検察側の罪人





題名:検察側の罪人
作者:雫井脩介
発行:文藝春秋 2013.9.10 初版 2013.10.1 2刷
価格:\1,800

 雫井脩介は筆力もあり、その作品からは全力で執筆するという気迫も感じられる。

 『犯人に告ぐ』『犯罪小説家』など、ミステリ作家として注目されながら、『クローズド・ノート』という女性小説で凄腕を発揮、その後、『つばさものがたり』『銀色の絆』など、どちらかと言えばミステリよりも女性小説のような題材で味のある仕事をしてくれているこの作家は、ミステリ作家とだけでは言い切れないばかりか、ジャンルをシフトさせてかに見える。そしてそのシフトもあながち間違っていないという印象がうかがえるほどに、優良品質な作風で定着しているかに見える最近であった。

 久々のミステリと言えるのかどうか、本書はタイトル通り、検事という職業の人たちを通して描いた犯罪の側面。まさしく本書の風景は、いずれも側面と言える視界で見られたものであり、敢えて検事という公正なる職業ながら孤立した人間個人の、感情に左右された眼線を通して、この困難な事件がどう見えるのか、というところに着目点がある。そんな少し屈曲したレンズから見える景色、対して屈曲のない正義感という客観のレンズで見た景色との、決して重なり合うことのない違和感が、老若の検事の対立構図を作り出す。

 過去にどうしても裁けなかった容疑者が、現在の事件に関与した。今度の事件では何としてもこの容疑者を追い込みたい、過去の亡霊のために払わなねばならなかった幾多もの犠牲への贖罪の意識もある、そうして徐々に自分を追い詰めてゆく検察官の胸中と、それゆえに陥ってゆく闇の深さが描かれる本書は、危うく駄作の謗りを逃れられないほどに非現実的で有り得そうにない経緯を辿る。だからこそ納得感のゆく筆致というものが作家には問われるのだろうが、その高きハードルを見事にクリアしてゆくところに雫井節の見事な畝、作り出される陰影の深さが見えてくる。

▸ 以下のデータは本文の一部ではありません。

//! The error taxonomy of `SPEC_FULL.md` §7 and the `canRetry` decision
//! function of §4.7, grounded on the teacher's `FailureKind`/`is_retryable`
//! pair in `crawl_engine/crawl_types.rs`.

use thiserror::Error;

use crate::model::request::Request;

/// Error kinds, not error *types* — the taxonomy classifies a failure by how
/// the pipeline should react to it, independent of its underlying cause.
#[derive(Debug, Clone, Copy, PartialEq, Eq)]
pub enum ErrorKind {
    Critical,
    NonRetryable,
    SessionError,
    RetryRequest,
    HandlerTimeout,
    UserHandlerOrigin,
    InternalTimeout,
    StorageUnavailable,
}

#[derive(Debug, Error)]
#[error("{kind:?}: {message}")]
pub struct SchedulerError {
    pub kind: ErrorKind,
    pub message: String,
    #[source]
    pub source: Option<anyhow::Error>,
}

impl SchedulerError {
    #[must_use]
    pub fn new(kind: ErrorKind, message: impl Into<String>) -> Self {
        Self {
            kind,
            message: message.into(),
            source: None,
        }
    }

    #[must_use]
    pub fn with_source(mut self, source: anyhow::Error) -> Self {
        self.source = Some(source);
        self
    }

    #[must_use]
    pub fn kind(&self) -> ErrorKind {
        self.kind
    }

    #[must_use]
    pub fn critical(message: impl Into<String>) -> Self {
        Self::new(ErrorKind::Critical, message)
    }

    #[must_use]
    pub fn non_retryable(message: impl Into<String>) -> Self {
        Self::new(ErrorKind::NonRetryable, message)
    }

    #[must_use]
    pub fn session_error(message: impl Into<String>) -> Self {
        Self::new(ErrorKind::SessionError, message)
    }

    #[must_use]
    pub fn retry_request(message: impl Into<String>) -> Self {
        Self::new(ErrorKind::RetryRequest, message)
    }

    #[must_use]
    pub fn handler_timeout(message: impl Into<String>) -> Self {
        Self::new(ErrorKind::HandlerTimeout, message)
    }

    #[must_use]
    pub fn user_handler_origin(message: impl Into<String>) -> Self {
        Self::new(ErrorKind::UserHandlerOrigin, message)
    }

    #[must_use]
    pub fn internal_timeout(message: impl Into<String>) -> Self {
        Self::new(ErrorKind::InternalTimeout, message)
    }

    #[must_use]
    pub fn storage_unavailable(message: impl Into<String>) -> Self {
        Self::new(ErrorKind::StorageUnavailable, message)
    }

    /// Error message, expanded with the full source chain when
    /// `CRAWLEE_VERBOSE_LOG` is set (`SPEC_FULL.md` §6). Used wherever the
    /// lifecycle controller logs a fatal or re-thrown error.
    #[must_use]
    pub fn verbose_message(&self) -> String {
        let verbose = std::env::var("CRAWLEE_VERBOSE_LOG")
            .map(|v| v == "1" || v.eq_ignore_ascii_case("true"))
            .unwrap_or(false);
        match (&self.source, verbose) {
            (Some(source), true) => format!("{self}\ncaused by: {source:?}"),
            _ => self.to_string(),
        }
    }

    /// A coarse fingerprint for the top-N error report (`SPEC_FULL.md`
    /// §4.8): error kind plus a normalized message with digit runs
    /// collapsed, so a changing id/timestamp embedded in an otherwise
    /// identical message doesn't fragment the same fault into separate
    /// buckets.
    #[must_use]
    pub fn fingerprint(&self) -> String {
        let mut normalized = String::with_capacity(self.message.len());
        let mut last_was_digit = false;
        for ch in self.message.to_lowercase().chars() {
            if ch.is_ascii_digit() {
                if !last_was_digit {
                    normalized.push('#');
                }
                last_was_digit = true;
            } else {
                normalized.push(ch);
                last_was_digit = false;
            }
        }
        format!("{:?}:{normalized}", self.kind)
    }
}

/// `canRetry(request, error)` from `SPEC_FULL.md` §4.7.
#[must_use]
pub fn can_retry(
    request: &Request,
    error: &SchedulerError,
    max_request_retries: u32,
    max_session_rotations: u32,
) -> bool {
    if request.no_retry {
        return false;
    }
    match error.kind {
        ErrorKind::NonRetryable => false,
        ErrorKind::SessionError => request.session_rotation_count < max_session_rotations,
        ErrorKind::RetryRequest => true,
        _ => request.retry_count < request.effective_max_retries(max_request_retries),
    }
}
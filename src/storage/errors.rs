//! Typed errors surfaced by storage-provider implementations.

use thiserror::Error;

#[derive(Debug, Error)]
pub enum StorageError {
    #[error("request not found: {0}")]
    NotFound(String),
    #[error("request lock held by another worker: {0}")]
    Locked(String),
    #[error("storage backend unavailable: {0}")]
    Unavailable(String),
    #[error("storage operation timed out after {attempts} attempts")]
    TimedOut { attempts: u32 },
    #[error(transparent)]
    Other(#[from] anyhow::Error),
}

 作品としてミステリという娯楽なのだろうかと疑問が残るのは、ストーリー展開に謎解き部分や意外性が。あまりないからなのだが、それ以上に蒙昧さに満ちて泥沼に陥ってゆく高邁なる知性の行方こそがドラマチックで痛みに満ちている。ラストシーンは、乾いた心を持て余す若き検察官の心の爆発が凄まじく、印象的である。どんでん返しなどは期待すべきでないゆえに、じっくり確かに描かれたストーリーテリングをこそお楽しみ頂きたい。